Sobreviviente de cáncer observadora de juicios

DAVID PARDO, DAILY PRESS Lois Caldwell, que se mudó para Adelanto sola hace cinc

Residente de Adelanto asidua en sala de tribunal por cinco meses

TOMOYA SHIMURA / DAILY PRESS

VICTORVILLE • Con brazos y piernas cruzadas, Lois Caldwell se sienta silenciosamente en la galería de sala de tribunal, escuchando atentamente las preguntas de abogados a testigos en un juicio con jurado.

Caldwell, residente de Adelanto, se ha convertido en una característica en la sala de tribunal de Victorville desde que comenzó a ver juicios casi todos los días de la semana durante los últimos cinco meses. La señora jubilada de 71 años de edad dijo se recuperó de cáncer del seno hace un año y buscaba una razón para salir de su casa.

Cuando su hijo le dijo que los tribunales pudieran ser interesantes, se sentó en algunos juicios de asesinato — y bastante pronto, se hizo adicta.

“Cuando tenía que quedarme en casa, no tenía energía por el tratamiento contra el cáncer”, dijo ella. “Ahora me levanto por la mañana y tengo algo que hacer. Para mí, eso es muy terapéutico”.

Señaló que ver los tribunales es más emocionante que sintonizar “Judge Judy” o “The People’s Court” en casa porque esto es más real que dichos shows. También puede escuchar testimonios de expertos en DNA y armas.
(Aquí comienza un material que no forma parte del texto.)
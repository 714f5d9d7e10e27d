//! crates/brainbytes_core/src/pipeline.rs
//!
//! The message-ingestion pipeline: resolve the subject, persist the question,
//! generate an answer and persist it alongside.

use crate::classifier::SubjectClassifier;
use crate::domain::{MessageExchange, NewMessage};
use crate::orchestrator::{ResponseOrchestrator, DEFAULT_DEADLINE};
use crate::ports::{MessageStore, StoreError};
use std::sync::Arc;
use std::time::Duration;
use tracing::{error, info};

/// Failures the pipeline reports to its caller. Generation problems are
/// never among them.
#[derive(Debug, thiserror::Error)]
pub enum PipelineError {
    #[error("Failed to persist message: {0}")]
    Store(#[from] StoreError),
}

#[derive(Clone)]
pub struct MessagePipeline {
    store: Arc<dyn MessageStore>,
    orchestrator: ResponseOrchestrator,
    deadline: Duration,
}

impl MessagePipeline {
    pub fn new(store: Arc<dyn MessageStore>, orchestrator: ResponseOrchestrator) -> Self {
        Self {
            store,
            orchestrator,
            deadline: DEFAULT_DEADLINE,
        }
    }

    /// Overrides the generation deadline.
    pub fn with_deadline(mut self, deadline: Duration) -> Self {
        self.deadline = deadline;
        self
    }

    pub fn deadline(&self) -> Duration {
        self.deadline
    }

    /// Handles one incoming question.
    ///
    /// The question is stored before generation starts, so a failed save means
    /// the generator is never called.
    pub async fn handle(
        &self,
        text: &str,
        explicit_subject: Option<&str>,
    ) -> Result<MessageExchange, PipelineError> {
        let subject = SubjectClassifier::resolve(text, explicit_subject);

        let user_message = self
            .store
            .save_message(NewMessage::from_user(text, subject))
            .await
            .inspect_err(|e| error!(%subject, error = %e, "Failed to save user message."))?;
        info!(id = %user_message.id, %subject, "Saved user message.");

        let answer = self.orchestrator.respond(text, subject, self.deadline).await;

        let ai_message = self
            .store
            .save_message(NewMessage::from_tutor(answer, subject))
            .await
            .inspect_err(|e| error!(%subject, error = %e, "Failed to save tutor message."))?;
        info!(id = %ai_message.id, %subject, "Saved tutor message.");

        Ok(MessageExchange {
            user_message,
            ai_message,
        })
    }
}
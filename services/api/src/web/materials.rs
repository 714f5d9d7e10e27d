//! services/api/src/web/materials.rs
//!
//! Handlers for learning materials.

use crate::web::rest::{required, store_failure, subject_filter, ErrorBody, HandlerError};
use crate::web::state::AppState;
use axum::{
    extract::{Query, State},
    http::StatusCode,
    response::{IntoResponse, Json},
};
use brainbytes_core::domain::{LearningMaterial, MaterialDraft, Subject};
use serde::{Deserialize, Serialize};
use std::sync::Arc;
use utoipa::{IntoParams, ToSchema};
use uuid::Uuid;

#[derive(Deserialize, ToSchema, Debug)]
pub struct MaterialRequest {
    /// Unrecognised subjects are filed under General.
    subject: Option<String>,
    topic: Option<String>,
    content: Option<String>,
}

#[derive(Serialize, ToSchema, Debug)]
pub struct MaterialResponse {
    id: Uuid,
    subject: String,
    topic: String,
    content: String,
}

impl From<LearningMaterial> for MaterialResponse {
    fn from(material: LearningMaterial) -> Self {
        Self {
            id: material.id,
            subject: material.subject.to_string(),
            topic: material.topic,
            content: material.content,
        }
    }
}

#[derive(Deserialize, IntoParams, Debug)]
#[into_params(parameter_in = Query)]
pub struct MaterialQuery {
    /// Restrict results to one subject.
    subject: Option<String>,
}

/// Add a learning material.
#[utoipa::path(
    post,
    path = "/api/materials",
    request_body = MaterialRequest,
    responses(
        (status = 201, description = "Material stored", body = MaterialResponse),
        (status = 400, description = "Missing field", body = ErrorBody)
    )
)]
pub async fn create_material_handler(
    State(app_state): State<Arc<AppState>>,
    Json(req): Json<MaterialRequest>,
) -> Result<impl IntoResponse, HandlerError> {
    let draft = MaterialDraft {
        subject: Subject::normalize(required(req.subject.as_deref(), "subject")?),
        topic: required(req.topic.as_deref(), "topic")?.to_string(),
        content: required(req.content.as_deref(), "content")?.to_string(),
    };

    let material = app_state
        .materials
        .create_material(draft)
        .await
        .map_err(|e| store_failure("Failed to store material", e))?;
    Ok((StatusCode::CREATED, Json(MaterialResponse::from(material))))
}

/// List learning materials, optionally for one subject.
#[utoipa::path(
    get,
    path = "/api/materials",
    params(MaterialQuery),
    responses(
        (status = 200, description = "Materials", body = [MaterialResponse]),
        (status = 400, description = "Unknown subject", body = ErrorBody)
    )
)]
pub async fn list_materials_handler(
    State(app_state): State<Arc<AppState>>,
    Query(query): Query<MaterialQuery>,
) -> Result<Json<Vec<MaterialResponse>>, HandlerError> {
    let subject = subject_filter(query.subject.as_deref())?;
    let materials = app_state
        .materials
        .list_materials(subject)
        .await
        .map_err(|e| store_failure("Failed to list materials", e))?;
    Ok(Json(materials.into_iter().map(MaterialResponse::from).collect()))
}
//! services/api/src/adapters/tutor_llm.rs
//!
//! This module contains the adapter for the tutoring LLM.
//! It implements the `GenerationService` port from the `core` crate against any
//! OpenAI-compatible chat-completions endpoint.

use async_openai::{
    config::OpenAIConfig,
    error::OpenAIError,
    types::chat::{
        ChatCompletionRequestMessage, ChatCompletionRequestUserMessageArgs,
        CreateChatCompletionRequestArgs,
    },
    Client,
};
use async_trait::async_trait;
use brainbytes_core::ports::{GenerationContext, GenerationService, ProviderError};
use tracing::{debug, warn};

//=========================================================================================
// The Main Adapter Struct
//=========================================================================================

/// An adapter that implements `GenerationService` using an OpenAI-compatible LLM.
#[derive(Clone)]
pub struct OpenAiTutorAdapter {
    client: Client<OpenAIConfig>,
    model: String,
}

impl OpenAiTutorAdapter {
    /// Creates a new `OpenAiTutorAdapter`.
    pub fn new(client: Client<OpenAIConfig>, model: String) -> Self {
        Self { client, model }
    }

    /// Builds a client for `api_base` authenticated with `api_key`.
    pub fn from_credentials(api_key: &str, api_base: &str, model: String) -> Self {
        let config = OpenAIConfig::new()
            .with_api_key(api_key)
            .with_api_base(api_base);
        Self::new(Client::with_config(config), model)
    }
}

//=========================================================================================
// `GenerationService` Trait Implementation
//=========================================================================================

#[async_trait]
impl GenerationService for OpenAiTutorAdapter {
    /// Sends the prompt as a single user turn and returns the first choice's text.
    async fn generate(&self, prompt: &str, ctx: GenerationContext) -> Result<String, ProviderError> {
        let messages: Vec<ChatCompletionRequestMessage> = vec![ChatCompletionRequestUserMessageArgs::default()
            .content(prompt)
            .build()
            .map_err(|e| ProviderError::Request(e.to_string()))?
            .into()];

        let request = CreateChatCompletionRequestArgs::default()
            .model(&self.model)
            .messages(messages)
            .n(1)
            .build()
            .map_err(|e| ProviderError::Request(e.to_string()))?;

        if ctx.remaining().is_zero() {
            warn!(model = %self.model, "Tutor deadline passed before the request was sent.");
            return Err(ProviderError::DeadlineExceeded);
        }
        debug!(model = %self.model, remaining = ?ctx.remaining(), "Sending tutor prompt.");

        let chat = self.client.chat();
        let call = chat.create(request);

        // Leaving the select drops `call`, which aborts the HTTP request. The
        // token covers callers that cancel without dropping this future.
        let response = tokio::select! {
            biased;
            _ = ctx.cancellation.cancelled() => {
                warn!(model = %self.model, "Tutor request cancelled before completion.");
                return Err(ProviderError::Cancelled);
            }
            _ = tokio::time::sleep_until(ctx.deadline) => {
                warn!(model = %self.model, "Tutor request hit its deadline.");
                return Err(ProviderError::DeadlineExceeded);
            }
            result = call => result.map_err(|e: OpenAIError| ProviderError::Request(e.to_string()))?,
        };

        // Blank content is still an answer; only a missing one is an error.
        response
            .choices
            .into_iter()
            .next()
            .and_then(|choice| choice.message.content)
            .ok_or(ProviderError::EmptyResponse)
    }
}

//=========================================================================================
// Fallback Generator for a Missing Credential
//=========================================================================================

/// Stands in for the LLM when no credential is configured; every call fails
/// immediately so requests take the provider-failure path.
#[derive(Clone, Copy, Debug, Default)]
pub struct UnconfiguredGenerator;

#[async_trait]
impl GenerationService for UnconfiguredGenerator {
    async fn generate(&self, _prompt: &str, _ctx: GenerationContext) -> Result<String, ProviderError> {
        Err(ProviderError::Unconfigured)
    }
}

#[cfg(test)]
mod tests {
    use super::*;
    use std::time::Duration;
    use tokio::time::Instant;
    use tokio_util::sync::CancellationToken;

    fn context() -> GenerationContext {
        GenerationContext::new(Instant::now() + Duration::from_secs(15), CancellationToken::new())
    }

    #[tokio::test]
    async fn unconfigured_generator_fails_fast() {
        let result = UnconfiguredGenerator.generate("hello", context()).await;
        assert_eq!(result, Err(ProviderError::Unconfigured));
    }

    #[tokio::test]
    async fn cancelled_context_short_circuits_the_request() {
        // Unroutable base URL: the call can only finish through cancellation.
        let adapter = OpenAiTutorAdapter::from_credentials(
            "test-key",
            "http://10.255.255.1:9/v1",
            "test-model".to_string(),
        );
        let ctx = context();
        ctx.cancellation.cancel();

        let result = adapter.generate("hello", ctx).await;
        assert_eq!(result, Err(ProviderError::Cancelled));
    }

    #[tokio::test]
    async fn expired_deadline_is_reported_without_sending() {
        let adapter = OpenAiTutorAdapter::from_credentials(
            "test-key",
            "http://10.255.255.1:9/v1",
            "test-model".to_string(),
        );
        let ctx = GenerationContext::new(Instant::now(), CancellationToken::new());

        let result = adapter.generate("hello", ctx).await;
        assert_eq!(result, Err(ProviderError::DeadlineExceeded));
    }

    #[tokio::test]
    async fn in_flight_request_stops_at_the_deadline() {
        // Accepts the connection and never answers.
        let listener = tokio::net::TcpListener::bind("127.0.0.1:0").await.unwrap();
        let addr = listener.local_addr().unwrap();
        let server = tokio::spawn(async move {
            let (_socket, _) = listener.accept().await.unwrap();
            std::future::pending::<()>().await;
        });

        let adapter = OpenAiTutorAdapter::from_credentials(
            "test-key",
            &format!("http://{}/v1", addr),
            "test-model".to_string(),
        );
        let started = Instant::now();
        let ctx = GenerationContext::new(
            started + Duration::from_millis(200),
            CancellationToken::new(),
        );

        let result = adapter.generate("hello", ctx).await;
        assert_eq!(result, Err(ProviderError::DeadlineExceeded));
        assert!(started.elapsed() < Duration::from_secs(5));
        server.abort();
    }

    /// Serves one chat completion whose content is `content`, then holds the connection.
    async fn serve_completion(content: &str) -> String {
        use tokio::io::{AsyncReadExt, AsyncWriteExt};

        let body = serde_json::json!({
            "id": "chatcmpl-1",
            "object": "chat.completion",
            "created": 0,
            "model": "test-model",
            "choices": [{
                "index": 0,
                "message": { "role": "assistant", "content": content },
                "finish_reason": "stop"
            }]
        })
        .to_string();
        let listener = tokio::net::TcpListener::bind("127.0.0.1:0").await.unwrap();
        let addr = listener.local_addr().unwrap();
        tokio::spawn(async move {
            let (mut socket, _) = listener.accept().await.unwrap();
            let mut buf = vec![0u8; 16 * 1024];
            let _ = socket.read(&mut buf).await;
            let response = format!(
                "HTTP/1.1 200 OK\r\ncontent-type: application/json\r\ncontent-length: {}\r\n\r\n{}",
                body.len(),
                body
            );
            socket.write_all(response.as_bytes()).await.unwrap();
            std::future::pending::<()>().await;
        });
        format!("http://{}/v1", addr)
    }

    #[tokio::test]
    async fn blank_content_is_returned_not_rejected() {
        let base = serve_completion("  \n ").await;
        let adapter = OpenAiTutorAdapter::from_credentials("test-key", &base, "test-model".to_string());

        let result = adapter.generate("hello", context()).await;
        assert_eq!(result, Ok("  \n ".to_string()));
    }
}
Ella aprende algo nuevo cada día.

Y todo es gratis.

Caldwell dijo ahora entiende mejor el sistema legal.

“Toma más de lo que pensé desde el arresto hasta la sentencia. Hay muchos pasos”, dijo ella. “Pero el sistema funciona. ... Me hace sentir bien saber que el jurado hace buenas decisiones”.

Caldwell dijo su juicio favorito hasta el momento fue el de asesinato de dos miembros de la pandilla de Inland Empire Peckerwood que fueron condenados por matar un hombre negro.

“(El fiscal) estaba tan bien preparado”, dijo ella. “Y sus preguntas fueron acertadas”.

Le impresionó la forma de manejarse del juez de dos jurados separados en dos juicios simultáneos en la misma sala de tribunal. El jurado tuvo que entrar y salir constantemente basado en la evidencia presentada en cada caso.

“Era como la coreografía de un ballet”, destacó Caldwell. “No parecía que hubiera ninguna imperfección. No sabía que se pueden tener dos jurados. Eso es lo que hizo engancharme”.

Según Help Abolish Legal Tyranny (ayuda para abolir tiranía legal), una organización de reforma legal sin fines de lucro conocida como HALT (por sus siglas en inglés), contempladores de tribunal pueden promover la seguridad pública del sistema judicial. Algunos grupos de contempladores ponen presión en jueces que ellos consideran ser poco profesionales o injustos. Otros buscan errores o abusos en la forma que la corte funciona; jueces que rutinariamente llegan tarde, toman demasiados recesos o fallan en disciplinar mala conducta en las salas de tribunales, de acuerdo a HALT.

Caldwell dijo algunos abogados se le acercan y le preguntan su opinión acerca de sus casos. Debido a que ve casi toda la evidencia y no toma partido en ninguna de las partes, ella es como un jurado simulado con quien los abogados pueden hablar durante un juicio.

El abogado defensor público Luke Byward dijo el definitivamente preguntaría a quienes ven los juicios su opinión sobre si tuvo o no un punto, si están disponibles. El fiscal Robert Brown también dijo que consideraría preguntarles sus opiniones si vieron toda la evidencia.

El asistente del procurador de justicia supervisor Britt Imes dijo tener audiencia pública en la galería ayuda a mantener un juicio abierto y justo.

“Es bueno para el sistema”, dijo Imes. “Nos mantiene a todos honestos”.

Pero por ahora, Caldwell simplemente disfruta mirando dramas humanos que toman lugar en una pequeña sala tribunal mientras conoce nuevas personas.

“Todos parecen ser tan cordiales”, dijo ella. “Las chicas en la seguridad, una vez que te ven un par de veces, te sonríen y hablan contigo”.

Al principio, un alguacil pensó que Caldwell era una escritora misteriosa en busca de ideas para historias en la sala del tribunal.

“Pero ahora me llama ‘Mrs. Caldwell’”, dijo ella con una gran sonrisa.